There’s masses of work to be done.

The first job, and of paramount importance obviously, was to erect the two bird tables, the bug box and the seed feeder. Weirdly, nothing had found any of them by Sunday. I think the wood is so old and unattended that the birds don’t even bother looking for food in it, and seriously, why should fat balls, niger and sunflower seeds etc. suddenly appear out of nowhere?

I’ve heard a woodpecker in the distance and I understand that an owl is nesting in another part of the forest. At least one muntjac lives in the main wood because as the Land Rover crept along the path, last Sunday morning, we saw him/her dash across the track, and with a flick of a white under-tail, disappear into the thicket. I also want him/her in my little patch.

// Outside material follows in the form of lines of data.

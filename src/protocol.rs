//! Register addresses and the wire layout of controller messages.
//!
//! Every interrupt starts with a 32-bit status word read from
//! [`reg::INTR_MSG`]. [`classify`] turns that word into an [`IrqMessage`];
//! touch frames then carry [`RECORD_LEN`]-byte records per finger.

use crate::{
    config::{MAX_FINGERS, RECORD_LEN},
    error::ProtocolError,
};

pub mod reg {
    pub const INTR_MSG: u16 = 0x0100;
    pub const TOUCH_STATUS: u16 = 0x0104;
    pub const COORD: u16 = 0x0110;
    pub const EXT_COORD: u16 = 0x0180;
    pub const GESTURE_MSG: u16 = 0x01C0;

    pub const CMD_START_SCAN: u16 = 0x0200;
    pub const SET_MODE_SPECIAL: u16 = 0x0204;
    pub const SET_REJECTZONE_TOP: u16 = 0x0208;
    pub const SET_REJECTZONE_BOTTOM: u16 = 0x020C;
    pub const SET_TIME_ACTIVE: u16 = 0x0210;
    pub const SET_TIME_IDLE: u16 = 0x0214;
    pub const SET_REC_MODE: u16 = 0x0218;
    pub const GESTURE_EN: u16 = 0x021C;
    pub const SPONGE_FEATURE: u16 = 0x0220;
}

pub const READY_SENTINEL: u32 = 0x5A5A_A5A5;
pub const RECORDING_SENTINEL: u32 = 0x0C0C_0C0C;

const EXCEPT_MASK: u32 = 0xFFFF_FF00;
const EXCEPT_VALUE: u32 = 0xE11C_E900;

const RESULT_MASK: u32 = 0xFFF0_0000;
const CALIB_VALUE: u32 = 0xCA10_0000;
const MISCALIB_VALUE: u32 = 0xCA20_0000;
const CM_VALUE: u32 = 0xC010_0000;
const CS_VALUE: u32 = 0xC020_0000;
const CM_JITTER_VALUE: u32 = 0xC030_0000;
const CR_JITTER_VALUE: u32 = 0xC040_0000;

const SPECIAL_MASK: u32 = 0xFFFF_0000;
const SPECIAL_MAGIC: u32 = 0xE11E_0000;

const TOUCH_SIG_SHIFT: u32 = 24;
pub const TOUCH_SIG: u32 = 0x7A;
const TOUCH_ZERO_PREVENTION: u32 = 1 << 23;
const TOUCH_HOVER_SHIFT: u32 = 16;
const TOUCH_HOVER_MASK: u32 = 0x0F;
const TOUCH_POCKET: u32 = 1 << 15;
const TOUCH_COUNT_MASK: u32 = 0x1F;

const SCAN_MAGIC_MASK: u32 = 0xFFF0_0000;
pub const SCAN_MAGIC: u32 = 0x5CA0_0000;
const SCAN_FINGER_ENABLE: u32 = 1 << 16;
const SCAN_COUNT_MASK: u32 = 0xFFFF;

pub const START_SCAN: u32 = 0x0000_0001;
pub const REC_MODE_ENABLE: u32 = 0x0000_0001;

#[derive(Clone, Copy, Debug, PartialEq, Eq)]
pub enum CmcsKind {
    Cm,
    Cs,
    CmJitter,
    CrJitter,
}

#[derive(Clone, Copy, Debug, Default, PartialEq, Eq)]
pub struct TouchHeader {
    pub count: u8,
    pub hover: u8,
    pub pocket: bool,
}

impl TouchHeader {
    pub const fn to_word(self) -> u32 {
        let mut word = (TOUCH_SIG << TOUCH_SIG_SHIFT) | TOUCH_ZERO_PREVENTION;
        word |= ((self.hover as u32) & TOUCH_HOVER_MASK) << TOUCH_HOVER_SHIFT;
        if self.pocket {
            word |= TOUCH_POCKET;
        }
        word | ((self.count as u32) & TOUCH_COUNT_MASK)
    }
}

#[derive(Clone, Copy, Debug, PartialEq, Eq)]
pub enum IrqMessage {
    Ready,
    Recording,
    Exception { code: u8 },
    MisCalibration { result: u16 },
    Calibration,
    Cmcs { kind: CmcsKind, result: u16 },
    Gesture { command: u8 },
    Touch(TouchHeader),
    Glitch(ProtocolError),
}

pub const fn exception_word(code: u8) -> u32 {
    EXCEPT_VALUE | code as u32
}

pub const fn gesture_word(command: u8) -> u32 {
    SPECIAL_MAGIC | command as u32
}

pub const fn calibration_word() -> u32 {
    CALIB_VALUE
}

pub const fn miscalibration_word(result: u16) -> u32 {
    MISCALIB_VALUE | (result as u32 & 0xFFFF)
}

/// Classifies an interrupt status word in priority order.
pub fn classify(word: u32) -> IrqMessage {
    if word == READY_SENTINEL {
        return IrqMessage::Ready;
    }
    if word == RECORDING_SENTINEL {
        return IrqMessage::Recording;
    }
    if word & EXCEPT_MASK == EXCEPT_VALUE {
        return IrqMessage::Exception {
            code: (word & 0xFF) as u8,
        };
    }
    if word == 0 || word == u32::MAX {
        return IrqMessage::Glitch(ProtocolError::UnknownStatus(word));
    }

    let result = (word & 0xFFFF) as u16;
    match word & RESULT_MASK {
        MISCALIB_VALUE => return IrqMessage::MisCalibration { result },
        CALIB_VALUE => return IrqMessage::Calibration,
        CM_VALUE => {
            return IrqMessage::Cmcs {
                kind: CmcsKind::Cm,
                result,
            }
        }
        CS_VALUE => {
            return IrqMessage::Cmcs {
                kind: CmcsKind::Cs,
                result,
            }
        }
        CM_JITTER_VALUE => {
            return IrqMessage::Cmcs {
                kind: CmcsKind::CmJitter,
                result,
            }
        }
        CR_JITTER_VALUE => {
            return IrqMessage::Cmcs {
                kind: CmcsKind::CrJitter,
                result,
            }
        }
        _ => {}
    }

    if word & SPECIAL_MASK == SPECIAL_MAGIC {
        return IrqMessage::Gesture {
            command: (word & 0xFF) as u8,
        };
    }

    if (word >> TOUCH_SIG_SHIFT) != TOUCH_SIG || word & TOUCH_ZERO_PREVENTION == 0 {
        return IrqMessage::Glitch(ProtocolError::BadSignature(word));
    }

    let count = (word & TOUCH_COUNT_MASK) as u8;
    if count as usize > MAX_FINGERS {
        return IrqMessage::Glitch(ProtocolError::CountOutOfRange(count));
    }

    IrqMessage::Touch(TouchHeader {
        count,
        hover: ((word >> TOUCH_HOVER_SHIFT) & TOUCH_HOVER_MASK) as u8,
        pocket: word & TOUCH_POCKET != 0,
    })
}

#[derive(Clone, Copy, Debug, PartialEq, Eq)]
pub enum RecordStatus {
    Press,
    Move,
    Release,
}

impl RecordStatus {
    const fn from_bits(bits: u8) -> Option<Self> {
        match bits {
            1 => Some(Self::Press),
            2 => Some(Self::Move),
            3 => Some(Self::Release),
            _ => None,
        }
    }

    const fn bits(self) -> u8 {
        match self {
            Self::Press => 1,
            Self::Move => 2,
            Self::Release => 3,
        }
    }
}

pub const TAG_COORDINATE: u8 = 1;
pub const TOUCH_TYPE_PALM: u8 = 5;

/// One per-finger record as carried on the wire.
///
/// Byte layout: `b0` = tag\[7:6\] id\[5:2\] status\[1:0\], `b1` = X\[11:4\],
/// `b2` = Y\[11:4\], `b3` = X\[3:0\] Y\[3:0\], `b4` major, `b5` minor,
/// `b6` pressure, `b7` = type\[7:4\] noise\[3:0\]. Ids are one-based.
#[derive(Clone, Copy, Debug, Default, PartialEq, Eq)]
pub struct RawRecord {
    pub tag: u8,
    pub id: u8,
    pub status_bits: u8,
    pub x: u16,
    pub y: u16,
    pub major: u8,
    pub minor: u8,
    pub pressure: u8,
    pub touch_type: u8,
    pub noise: u8,
}

impl RawRecord {
    pub fn parse(bytes: &[u8; RECORD_LEN]) -> Self {
        Self {
            tag: bytes[0] >> 6,
            id: (bytes[0] >> 2) & 0x0F,
            status_bits: bytes[0] & 0x03,
            x: ((bytes[1] as u16) << 4) | (bytes[3] >> 4) as u16,
            y: ((bytes[2] as u16) << 4) | (bytes[3] & 0x0F) as u16,
            major: bytes[4],
            minor: bytes[5],
            pressure: bytes[6],
            touch_type: bytes[7] >> 4,
            noise: bytes[7] & 0x0F,
        }
    }

    pub fn coordinate(id: u8, status: RecordStatus, x: u16, y: u16) -> Self {
        Self {
            tag: TAG_COORDINATE,
            id,
            status_bits: status.bits(),
            x: x & 0x0FFF,
            y: y & 0x0FFF,
            major: 4,
            minor: 3,
            pressure: 40,
            touch_type: 0,
            noise: 0,
        }
    }

    pub fn encode(&self) -> [u8; RECORD_LEN] {
        [
            (self.tag << 6) | ((self.id & 0x0F) << 2) | (self.status_bits & 0x03),
            (self.x >> 4) as u8,
            (self.y >> 4) as u8,
            (((self.x & 0x0F) as u8) << 4) | (self.y & 0x0F) as u8,
            self.major,
            self.minor,
            self.pressure,
            (self.touch_type << 4) | (self.noise & 0x0F),
        ]
    }

    pub fn is_coordinate(&self) -> bool {
        self.tag == TAG_COORDINATE
    }

    pub fn status(&self) -> Option<RecordStatus> {
        RecordStatus::from_bits(self.status_bits)
    }

    /// Zero-based slot index, if the id is in range.
    pub fn slot(&self) -> Option<usize> {
        let id = self.id as usize;
        (1..=MAX_FINGERS).contains(&id).then(|| id - 1)
    }

    pub fn is_palm(&self) -> bool {
        self.touch_type == TOUCH_TYPE_PALM
    }
}

#[derive(Clone, Copy, Debug, PartialEq, Eq)]
pub struct ScanStatus {
    pub finger_enable: bool,
    pub scan_count: u16,
}

impl ScanStatus {
    pub fn parse(word: u32) -> Result<Self, ProtocolError> {
        if word & SCAN_MAGIC_MASK != SCAN_MAGIC {
            return Err(ProtocolError::BadScanMagic(word));
        }
        Ok(Self {
            finger_enable: word & SCAN_FINGER_ENABLE != 0,
            scan_count: (word & SCAN_COUNT_MASK) as u16,
        })
    }

    pub const fn to_word(self) -> u32 {
        let mut word = SCAN_MAGIC | self.scan_count as u32;
        if self.finger_enable {
            word |= SCAN_FINGER_ENABLE;
        }
        word
    }
}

We will have left it a whole week since we were last there so I’m hoping that the tables and feeders have been found by then and everything scoffed and little ‘thank you’ notes left.

The main change has occurred in the form of crap-heap, oil-spewing Betsy Land Rover. As some of you know the old girl was off the road. Grounded for bad behaviour. She’d decided to lose her clutch . . . this is similar to a human being losing their grip, I think. She was immovable and quite proud of it sitting out there in front of the lounge window, blocking out light, dripping oil, not earning her keep. She must have really ground her nuts when her rotten, frayed, holey soft top was removed and a hard top screwed on? And then, to add insult to injury, the old wreck had to stand swaying on her tyres as a roof rack was added.

This having been said, she did succumb to Richard tickling her clutch and other bits and she did pass her M.O.T with flying colours, so the old girl is officially back on the road.

I think she quite likes being the vehicle of choice for our woodland visits. I can almost sense her fluffing up her bonnet and adding an extra little spin to her wheels as she majestically tootles down the track and through the trees.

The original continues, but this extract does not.